Талейран: по дороге в Балансе

По пути в Балансе — бывшее поместье князя Шарля Мориса Талейрана-Перигора — из Парижа по юго-западной автостраде мы проехали в Тур и остановились в Сомюре.

Здесь была назначена встреча автора книги, в то время советника посольства СССР во Франции, с Максом Эльбронном, одним из крупнейших французских коммерсантов, совладельцем торговых объединений «Галери Лафайет» и «Монопри», и его супругой Полетт. Они уже ждали нас в гостинице.

В тихом отеле «Бюдан» на набережной Карно многочисленные гравюры на стенах напоминали о событиях прошлого. Сорок пять лет назад, в июне 1940 года, в этом небольшом городке на Луаре офицеры и кадеты знаменитой кавалерийской школы в течение трех дней сдерживали натиск германских войск.

В годы второй мировой войны Макс, убежденный антифашист, занимался диверсиями на железных дорогах. Он закончил войну полковником, кавалером ордена Почетного легиона и других знаков воинской доблести. Эльбронн неизменное искренним интересом и сердечностью относится к Советскому Союзу. Он хорошо знает и любит русскую культуру, перевел ряд книг советских авторов на французский язык.

Увлеченность историей сблизила нас. Макса особенно интересуют декабристы. С пылкостью юноши этот седовласый человек готов был выехать куда угодно, даже в грозную для теплолюбивого француза Сибирь, лишь бы узнать что-нибудь новое о Марии Волконской или Екатерине Трубецкой. Меня волновали события периода французской революции, Директории, Консульства и Империи. Мы часто говорили о людях той поры и в их числе — о Талейране. В этих беседах родилась идея совместной поездки в Балансе.

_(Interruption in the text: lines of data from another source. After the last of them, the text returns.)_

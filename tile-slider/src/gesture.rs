use std::collections::VecDeque;

use crate::{DragAxis, GestureConfig, Position};

/// One recorded pointer sample.
#[derive(Clone, Copy, Debug, PartialEq)]
#[cfg_attr(feature = "serde", derive(serde::Serialize, serde::Deserialize))]
pub struct Move {
    pub position: Position,
    pub ts_ms: u64,
}

/// A short, newest-first history of pointer samples used for velocity estimation.
///
/// The history is bounded by both age and count, so registering a sample costs
/// `O(max_samples)` regardless of how long the gesture lasts.
#[derive(Clone, Debug, Default)]
pub struct MoveHistory {
    moves: VecDeque<Move>,
}

impl MoveHistory {
    pub fn new() -> Self {
        Self::default()
    }

    pub fn len(&self) -> usize {
        self.moves.len()
    }

    pub fn is_empty(&self) -> bool {
        self.moves.is_empty()
    }

    pub fn clear(&mut self) {
        self.moves.clear();
    }

    pub fn newest(&self) -> Option<&Move> {
        self.moves.front()
    }

    pub fn oldest(&self) -> Option<&Move> {
        self.moves.back()
    }

    pub fn iter(&self) -> impl Iterator<Item = &Move> {
        self.moves.iter()
    }

    /// Prepends a sample and drops samples that are too old or beyond the count limit.
    pub fn register_move(&mut self, position: Position, now_ms: u64, config: &GestureConfig) {
        if let Some(newest) = self.moves.front() {
            if now_ms < newest.ts_ms {
                strace!(
                    now_ms,
                    newest = newest.ts_ms,
                    "ignoring sample older than the newest one"
                );
                return;
            }
        }
        self.moves.push_front(Move {
            position,
            ts_ms: now_ms,
        });
        self.prune(now_ms, config);
    }

    /// Drops samples outside the recency window (relative to `now_ms`) or beyond `max_samples`.
    pub fn prune(&mut self, now_ms: u64, config: &GestureConfig) {
        let max = config.max_samples.max(1);
        self.moves.truncate(max);
        while let Some(oldest) = self.moves.back() {
            if now_ms.saturating_sub(oldest.ts_ms) < config.history_window_ms {
                break;
            }
            self.moves.pop_back();
        }
    }

    /// Horizontal velocity in px/ms between the newest and oldest retained samples.
    ///
    /// Clamped to `±config.velocity_clamp`. Returns 0 with fewer than two samples or when they
    /// share a timestamp.
    pub fn velocity(&self, config: &GestureConfig) -> f64 {
        let (Some(newest), Some(oldest)) = (self.moves.front(), self.moves.back()) else {
            return 0.0;
        };
        if self.moves.len() < 2 {
            return 0.0;
        }
        let time = newest.ts_ms.saturating_sub(oldest.ts_ms);
        if time == 0 {
            return 0.0;
        }
        let distance = newest.position.x - oldest.position.x;
        let v = distance / time as f64;
        if !v.is_finite() {
            return 0.0;
        }
        let clamp = config.velocity_clamp.abs();
        v.clamp(-clamp, clamp)
    }
}

/// Per-touch working data, created on touch start and dropped on touch end/cancel.
#[derive(Clone, Debug)]
pub(crate) struct GestureSession {
    pub(crate) origin: Position,
    pub(crate) moves: MoveHistory,
    /// List position when the touch started.
    pub(crate) start_position: f64,
    pub(crate) axis: DragAxis,
    /// Set once horizontal movement exceeded the move threshold; never cleared.
    pub(crate) dragging: bool,
}

impl GestureSession {
    pub(crate) fn new(
        origin: Position,
        start_position: f64,
        now_ms: u64,
        config: &GestureConfig,
    ) -> Self {
        let mut moves = MoveHistory::new();
        moves.register_move(origin, now_ms, config);
        Self {
            origin,
            moves,
            start_position,
            axis: DragAxis::Undecided,
            dragging: false,
        }
    }

    pub(crate) fn is_cancelled(&self) -> bool {
        self.axis == DragAxis::Vertical
    }

    /// Classifies the gesture from the total displacement since the origin.
    ///
    /// The first decisive sample wins; a session never changes axis afterwards.
    pub(crate) fn classify(&mut self, position: Position, config: &GestureConfig) -> DragAxis {
        let movement_x = (position.x - self.origin.x).abs();
        let movement_y = (position.y - self.origin.y).abs();

        if self.axis == DragAxis::Undecided {
            if movement_y > movement_x {
                self.axis = DragAxis::Vertical;
            } else if movement_x > movement_y {
                self.axis = DragAxis::Horizontal;
            }
        }
        if self.axis == DragAxis::Horizontal && movement_x > config.move_threshold {
            self.dragging = true;
        }
        self.axis
    }
}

Ранним мартовским утром мы покинули Сомюр. До Балансе недалеко — около 160 километров. Машина бежит по гладкому асфальтовому шоссе, ведущему через тихие, ухоженные городки и поселки. Остался позади средневековый Лош, город «дамы красоты» Анес Сорель, фаворитки короля Карла VII, захороненной в башне замка, и родина писателя-поэта Альфреда де Виньи. Еще через четверть часа мы в селении Нуан-ле-Фонтен, где в небольшой церквушке находится одно из известнейших произведений французской живописи конца XV века —необычная для той эпохи по своим размерам (более двух с половиной метров в высоту и более полутора — в ширину) картина «Снятие с креста», написанная на дереве...

Но ни любование пейзажами, ни осмотр достопримечательностей не могли прервать нашу беседу, продолжавшуюся в машине все время, пока мы ехали от Сомюра до Балансе.

— Скажите, Юрий, почему все-таки вы решили написать о Талейране? Ведь ему посвящены десятки книг. В моей библиотеке есть работа и русского ученого, академика Тарле.

— С Евгением Викторовичем Тарле мне посчастливилось быть близко знакомым. Под его редакцией вышла моя первая книга — «Русско-французские отношения после франкфуртского мира». Это был выдающийся ученый, глубочайший знаток французской истории. А каким личным обаянием он обладал! Я высоко ценю книгу Тарле о Талейране. Она написана непрев зойденным мастером исторического повествования. Но с тех пор прошло около 40 лет. Появились новые исследования, из государственных и личных архивов извлечены новые документы. Они дают возможность многое уточнить, дополнить, а иногда и переосмыслить. Это одна из причин, побудивших меня взяться за перо.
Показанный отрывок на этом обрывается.